**What to do**
An exact copy of the listing is what the response must contain.

========================

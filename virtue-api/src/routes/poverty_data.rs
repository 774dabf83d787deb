use axum::{
    extract::{Query, State},
    http::StatusCode,
    routing::get,
    Json, Router,
};
use serde::{Deserialize, Serialize};
use tracing::instrument;

use crate::{
    app_state::AppState,
    repositories::{
        NewPovertyDataSource, PovertyDataFilter, PovertyDataRepository, PovertyDataSource,
    },
};

use super::{Actor, ApiError};

pub fn router() -> Router<AppState> {
    Router::new().route("/", get(list_sources).post(create_source))
}

const DEFAULT_PAGE_SIZE: i64 = 10;
const MAX_PAGE_SIZE: i64 = 100;

#[derive(Debug, Deserialize)]
#[serde(rename_all = "camelCase")]
struct ListSourcesQuery {
    page: Option<i64>,
    limit: Option<i64>,
    search: Option<String>,
    data_type: Option<String>,
    geographic_scope: Option<String>,
    verified: Option<bool>,
}

#[derive(Serialize)]
#[serde(rename_all = "camelCase")]
struct PaginationMeta {
    page: i64,
    limit: i64,
    total: i64,
    pages: i64,
}

#[derive(Serialize)]
#[serde(rename_all = "camelCase")]
struct ListSourcesResponse {
    data_sources: Vec<PovertyDataSource>,
    pagination: PaginationMeta,
}

/// Clamp the requested page and limit to sane bounds and return the
/// resulting row window as `(offset, limit)`.
fn page_window(page: Option<i64>, limit: Option<i64>) -> (i64, i64, i64) {
    let page = page.unwrap_or(1).max(1);
    let limit = limit.unwrap_or(DEFAULT_PAGE_SIZE).clamp(1, MAX_PAGE_SIZE);
    ((page - 1) * limit, limit, page)
}

fn page_count(total: i64, limit: i64) -> i64 {
    (total + limit - 1) / limit
}

#[instrument(name = "GET /poverty-data", skip(app_state))]
async fn list_sources(
    State(app_state): State<AppState>,
    Query(query): Query<ListSourcesQuery>,
) -> Result<Json<ListSourcesResponse>, ApiError> {
    let (offset, limit, page) = page_window(query.page, query.limit);
    let filter = PovertyDataFilter {
        search: query.search,
        data_type: query.data_type,
        geographic_scope: query.geographic_scope,
        verified_only: query.verified == Some(true),
    };

    let result = app_state
        .poverty_data_repo
        .list(&filter, offset, limit)
        .await?;

    Ok(Json(ListSourcesResponse {
        pagination: PaginationMeta {
            page,
            limit,
            total: result.total,
            pages: page_count(result.total, limit),
        },
        data_sources: result.records,
    }))
}

#[derive(Debug, Deserialize)]
#[serde(rename_all = "camelCase")]
struct CreateSourceBody {
    title: String,
    description: Option<String>,
    source_url: String,
    source_org: Option<String>,
    data_table: serde_json::Value,
    geographic_scope: String,
    time_range: Option<String>,
    data_type: String,
    submission_notes: Option<String>,
}

#[instrument(name = "POST /poverty-data", skip(app_state, body))]
async fn create_source(
    State(app_state): State<AppState>,
    actor: Actor,
    Json(body): Json<CreateSourceBody>,
) -> Result<(StatusCode, Json<PovertyDataSource>), ApiError> {
    let title = body.title.trim();
    let source_url = body.source_url.trim();
    let geographic_scope = body.geographic_scope.trim();
    let data_type = body.data_type.trim();
    if title.is_empty() || source_url.is_empty() || geographic_scope.is_empty() || data_type.is_empty() {
        return Err(ApiError::bad_request(
            "Missing required fields: title, sourceUrl, dataTable, geographicScope, dataType",
        ));
    }
    if !body.data_table.is_object() {
        return Err(ApiError::bad_request(
            "dataTable must be a valid JSON object",
        ));
    }
    if reqwest::Url::parse(source_url).is_err() {
        return Err(ApiError::bad_request("sourceUrl must be a valid URL"));
    }

    let record = app_state
        .poverty_data_repo
        .create(NewPovertyDataSource {
            title: title.to_string(),
            description: body.description,
            source_url: source_url.to_string(),
            source_org: body.source_org,
            data_table: body.data_table,
            geographic_scope: geographic_scope.to_string(),
            time_range: body.time_range,
            data_type: data_type.to_string(),
            submission_notes: body.submission_notes,
            submitter_id: actor.user_id,
        })
        .await?;

    Ok((StatusCode::CREATED, Json(record)))
}

#[cfg(test)]
mod tests {
    use super::*;

    #[test]
    fn page_window_defaults_and_clamps() {
        assert_eq!(page_window(None, None), (0, 10, 1));
        assert_eq!(page_window(Some(3), Some(25)), (50, 25, 3));
        // Nonsense values fall back to the first page and bounded limits.
        assert_eq!(page_window(Some(0), Some(0)), (0, 1, 1));
        assert_eq!(page_window(Some(-4), Some(10_000)), (0, 100, 1));
    }

    #[test]
    fn page_count_rounds_up() {
        assert_eq!(page_count(0, 10), 0);
        assert_eq!(page_count(10, 10), 1);
        assert_eq!(page_count(11, 10), 2);
        assert_eq!(page_count(3, 10), 1);
    }

    #[test]
    fn source_urls_are_validated() {
        assert!(reqwest::Url::parse("https://data.worldbank.org/poverty").is_ok());
        assert!(reqwest::Url::parse("not a url").is_err());
        assert!(reqwest::Url::parse("/relative/path").is_err());
    }
}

========================

**Written answer**
filename virtue-api/src/routes/poverty_data.rs
repository 774dabf83d787deb
use axum::{
    extract::{Query, State},
    http::StatusCode,
    routing::get,
    Json, Router,
};
use serde::{Deserialize, Serialize};
use tracing::instrument;

use crate::{
    app_state::AppState,
    repositories::{
        NewPovertyDataSource, PovertyDataFilter, PovertyDataRepository, PovertyDataSource,
    },
};

use super::{Actor, ApiError};

pub fn router() -> Router<AppState> {
    Router::new().route("/", get(list_sources).post(create_source))
}

const DEFAULT_PAGE_SIZE: i64 = 10;
const MAX_PAGE_SIZE: i64 = 100;

#[derive(Debug, Deserialize)]
#[serde(rename_all = "camelCase")]
struct ListSourcesQuery {
    page: Option<i64>,
    limit: Option<i64>,
    search: Option<String>,
    data_type: Option<String>,
    geographic_scope: Option<String>,
    verified: Option<bool>,
}

#[derive(Serialize)]
#[serde(rename_all = "camelCase")]
struct PaginationMeta {
    page: i64,
    limit: i64,
    total: i64,
    pages: i64,
}

#[derive(Serialize)]
#[serde(rename_all = "camelCase")]
struct ListSourcesResponse {
    data_sources: Vec<PovertyDataSource>,
    pagination: PaginationMeta,
}

/// Clamp the requested page and limit to sane bounds and return the
/// resulting row window as `(offset, limit)`.
fn page_window(page: Option<i64>, limit: Option<i64>) -> (i64, i64, i64) {
    let page = page.unwrap_or(1).max(1);
    let limit = limit.unwrap_or(DEFAULT_PAGE_SIZE).clamp(1, MAX_PAGE_SIZE);
    ((page - 1) * limit, limit, page)
}

fn page_count(total: i64, limit: i64) -> i64 {
    (total + limit - 1) / limit
}

#[instrument(name = "GET /poverty-data", skip(app_state))]
async fn list_sources(
    State(app_state): State<AppState>,
    Query(query): Query<ListSourcesQuery>,
) -> Result<Json<ListSourcesResponse>, ApiError> {
    let (offset, limit, page) = page_window(query.page, query.limit);
    let filter = PovertyDataFilter {
        search: query.search,
        data_type: query.data_type,
        geographic_scope: query.geographic_scope,
        verified_only: query.verified == Some(true),
    };

    let result = app_state
        .poverty_data_repo
        .list(&filter, offset, limit)
        .await?;

    Ok(Json(ListSourcesResponse {
        pagination: PaginationMeta {
            page,
            limit,
            total: result.total,
            pages: page_count(result.total, limit),
        },
        data_sources: result.records,
    }))
}

#[derive(Debug, Deserialize)]
#[serde(rename_all = "camelCase")]
struct CreateSourceBody {
    title: String,
    description: Option<String>,
    source_url: String,
    source_org: Option<String>,
    data_table: serde_json::Value,
    geographic_scope: String,
    time_range: Option<String>,
    data_type: String,
    submission_notes: Option<String>,
}

#[instrument(name = "POST /poverty-data", skip(app_state, body))]
async fn create_source(
    State(app_state): State<AppState>,
    actor: Actor,
    Json(body): Json<CreateSourceBody>,
) -> Result<(StatusCode, Json<PovertyDataSource>), ApiError> {
    let title = body.title.trim();
    let source_url = body.source_url.trim();
    let geographic_scope = body.geographic_scope.trim();
    let data_type = body.data_type.trim();
    if title.is_empty() || source_url.is_empty() || geographic_scope.is_empty() || data_type.is_empty() {
        return Err(ApiError::bad_request(
            "Missing required fields: title, sourceUrl, dataTable, geographicScope, dataType",
        ));
    }
    if !body.data_table.is_object() {
        return Err(ApiError::bad_request(
            "dataTable must be a valid JSON object",
        ));
    }
    if reqwest::Url::parse(source_url).is_err() {
        return Err(ApiError::bad_request("sourceUrl must be a valid URL"));
    }

    let record = app_state
        .poverty_data_repo
        .create(NewPovertyDataSource {
            title: title.to_string(),
            description: body.description,
            source_url: source_url.to_string(),
            source_org: body.source_org,
            data_table: body.data_table,
            geographic_scope: geographic_scope.to_string(),
            time_range: body.time_range,
            data_type: data_type.to_string(),
            submission_notes: body.submission_notes,
            submitter_id: actor.user_id,
        })
        .await?;

    Ok((StatusCode::CREATED, Json(record)))
}

#[cfg(test)]
mod tests {
    use super::*;

    #[test]
    fn page_window_defaults_and_clamps() {
        assert_eq!(page_window(None, None), (0, 10, 1));
        assert_eq!(page_window(Some(3), Some(25)), (50, 25, 3));
        // Nonsense values fall back to the first page and bounded limits.
        assert_eq!(page_window(Some(0), Some(0)), (0, 1, 1));
        assert_eq!(page_window(Some(-4), Some(10_000)), (0, 100, 1));
    }

    #[test]
    fn page_count_rounds_up() {
        assert_eq!(page_count(0, 10), 0);
        assert_eq!(page_count(10, 10), 1);
        assert_eq!(page_count(11, 10), 2);
        assert_eq!(page_count(3, 10), 1);
    }

    #[test]
    fn source_urls_are_validated() {
        assert!(reqwest::Url::parse("https://data.worldbank.org/poverty").is_ok());
        assert!(reqwest::Url::parse("not a url").is_err());
        assert!(reqwest::Url::parse("/relative/path").is_err());
    }
}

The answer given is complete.